TASK DIRECTIONS: Return every line from the records below that has the word "step".

STUDY MATERIAL:
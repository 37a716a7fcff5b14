//! Interactive menu loop over an owned [`SymbolPriceTree`].
//!
//! The session reads from any `BufRead` and writes to any `Write`, so the same loop
//! drives a terminal and the tests. Invalid symbols and prices are reported to the
//! user and the loop goes on; only I/O failures end it with an error. End of input
//! ends the session like option 5 does.
use std::io::{BufRead, Write};

use log::{debug, info};
use symbol_tree::entry::parse_price;
use symbol_tree::{Result, SymbolPriceTree, SymbolRules, TreeError};

use crate::args::ListFormat;
use crate::menu::{MenuChoice, render_menu};

enum Flow {
    Continue,
    Stop,
}

/// A running menu session.
pub struct Session<R, W> {
    input: R,
    output: W,
    tree: SymbolPriceTree,
    rules: SymbolRules,
    list_format: ListFormat,
}

impl<R: BufRead, W: Write> Session<R, W> {
    /// Creates a session around `tree`.
    pub fn new(
        input: R,
        output: W,
        tree: SymbolPriceTree,
        rules: SymbolRules,
        list_format: ListFormat,
    ) -> Self {
        Session {
            input,
            output,
            tree,
            rules,
            list_format,
        }
    }

    /// Runs the menu until the user exits or input ends.
    pub fn run(&mut self) -> Result<()> {
        loop {
            render_menu(&mut self.output)?;
            match self.step() {
                Ok(Flow::Continue) => {}
                Ok(Flow::Stop) => {
                    self.output.flush()?;
                    return Ok(());
                }
                Err(e @ TreeError::Utf8(_)) => {
                    self.reject(e)?;
                }
                Err(e) => return Err(e),
            }
        }
    }

    /// Ends the session, returning the tree and the output sink.
    pub fn into_parts(self) -> (SymbolPriceTree, W) {
        (self.tree, self.output)
    }

    fn step(&mut self) -> Result<Flow> {
        let Some(line) = self.ask("Choose an option (1-5): ")? else {
            info!("End of input, leaving the menu");
            return Ok(Flow::Stop);
        };

        match MenuChoice::from_input(&line) {
            Some(MenuChoice::Insert) => self.insert(),
            Some(MenuChoice::Search) => self.search(),
            Some(MenuChoice::Update) => self.update(),
            Some(MenuChoice::List) => self.list(),
            Some(MenuChoice::Exit) => {
                writeln!(self.output, "Exiting the program.")?;
                Ok(Flow::Stop)
            }
            None => {
                debug!("Unrecognised menu input: {:?}", line);
                writeln!(
                    self.output,
                    "Invalid choice, please select a number between 1 and 5."
                )?;
                Ok(Flow::Continue)
            }
        }
    }

    fn insert(&mut self) -> Result<Flow> {
        let Some(raw) = self.ask("Enter stock symbol (e.g., AAPL): ")? else {
            return Ok(Flow::Stop);
        };
        let symbol = match self.rules.parse(&raw) {
            Ok(symbol) => symbol,
            Err(e) => return self.reject(e),
        };
        let Some(raw_price) = self.ask(&format!("Enter price for {}: ", symbol))? else {
            return Ok(Flow::Stop);
        };
        let price = match parse_price(&raw_price) {
            Ok(price) => price,
            Err(e) => return self.reject(e),
        };

        info!("Insert {} at {:.2}", symbol, price);
        writeln!(self.output, "Stock {} inserted with price {:.2}.", symbol, price)?;
        self.tree.insert(symbol, price);
        Ok(Flow::Continue)
    }

    fn search(&mut self) -> Result<Flow> {
        let Some(raw) = self.ask("Enter stock symbol to search (e.g., AAPL): ")? else {
            return Ok(Flow::Stop);
        };
        let symbol = match self.rules.parse(&raw) {
            Ok(symbol) => symbol,
            Err(e) => return self.reject(e),
        };

        match self.tree.search(symbol.as_str()) {
            Some(price) => writeln!(self.output, "Price of {}: {:.2}", symbol, price)?,
            None => writeln!(self.output, "Stock symbol {} not found.", symbol)?,
        }
        Ok(Flow::Continue)
    }

    fn update(&mut self) -> Result<Flow> {
        let Some(raw) = self.ask("Enter stock symbol to update price (e.g., AAPL): ")? else {
            return Ok(Flow::Stop);
        };
        let symbol = match self.rules.parse(&raw) {
            Ok(symbol) => symbol,
            Err(e) => return self.reject(e),
        };
        let Some(raw_price) = self.ask(&format!("Enter new price for {}: ", symbol))? else {
            return Ok(Flow::Stop);
        };
        let price = match parse_price(&raw_price) {
            Ok(price) => price,
            Err(e) => return self.reject(e),
        };

        match self.tree.try_update(symbol.as_str(), price) {
            Ok(()) => {
                info!("Update {} to {:.2}", symbol, price);
                writeln!(self.output, "Price of {} updated to {:.2}.", symbol, price)?;
            }
            Err(TreeError::NotFound(missing)) => {
                debug!("Update of absent symbol {}", missing);
                writeln!(self.output, "Stock symbol not found in the tree.")?;
            }
            Err(e) => return Err(e),
        }
        Ok(Flow::Continue)
    }

    fn list(&mut self) -> Result<Flow> {
        match self.list_format {
            ListFormat::Text => {
                writeln!(self.output)?;
                writeln!(self.output, "All stocks:")?;
                if self.tree.is_empty() {
                    writeln!(self.output, "No stocks in the tree.")?;
                }
                for (symbol, price) in &self.tree {
                    writeln!(self.output, "{}: {:.2}", symbol, price)?;
                }
            }
            ListFormat::Json => {
                let json = serde_json::to_string_pretty(&self.tree.entries())?;
                writeln!(self.output, "{}", json)?;
            }
        }
        debug!("Listed {} stocks, depth {}", self.tree.len(), self.tree.depth());
        Ok(Flow::Continue)
    }

    fn reject(&mut self, err: TreeError) -> Result<Flow> {
        debug!("Rejected input: {}", err);
        writeln!(self.output, "{}", err)?;
        Ok(Flow::Continue)
    }

    /// Prints `prompt` and reads one line. `None` means end of input; bytes that are
    /// not UTF-8 come back as [`TreeError::Utf8`].
    fn ask(&mut self, prompt: &str) -> Result<Option<String>> {
        write!(self.output, "{}", prompt)?;
        self.output.flush()?;

        let mut buf = Vec::new();
        if self.input.read_until(b'\n', &mut buf)? == 0 {
            return Ok(None);
        }
        let line = String::from_utf8(buf)?;
        Ok(Some(line.trim_end_matches(&['\r', '\n'][..]).to_string()))
    }
}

TASK SOLUTION:
            match self.step() {
    fn step(&mut self) -> Result<Flow> {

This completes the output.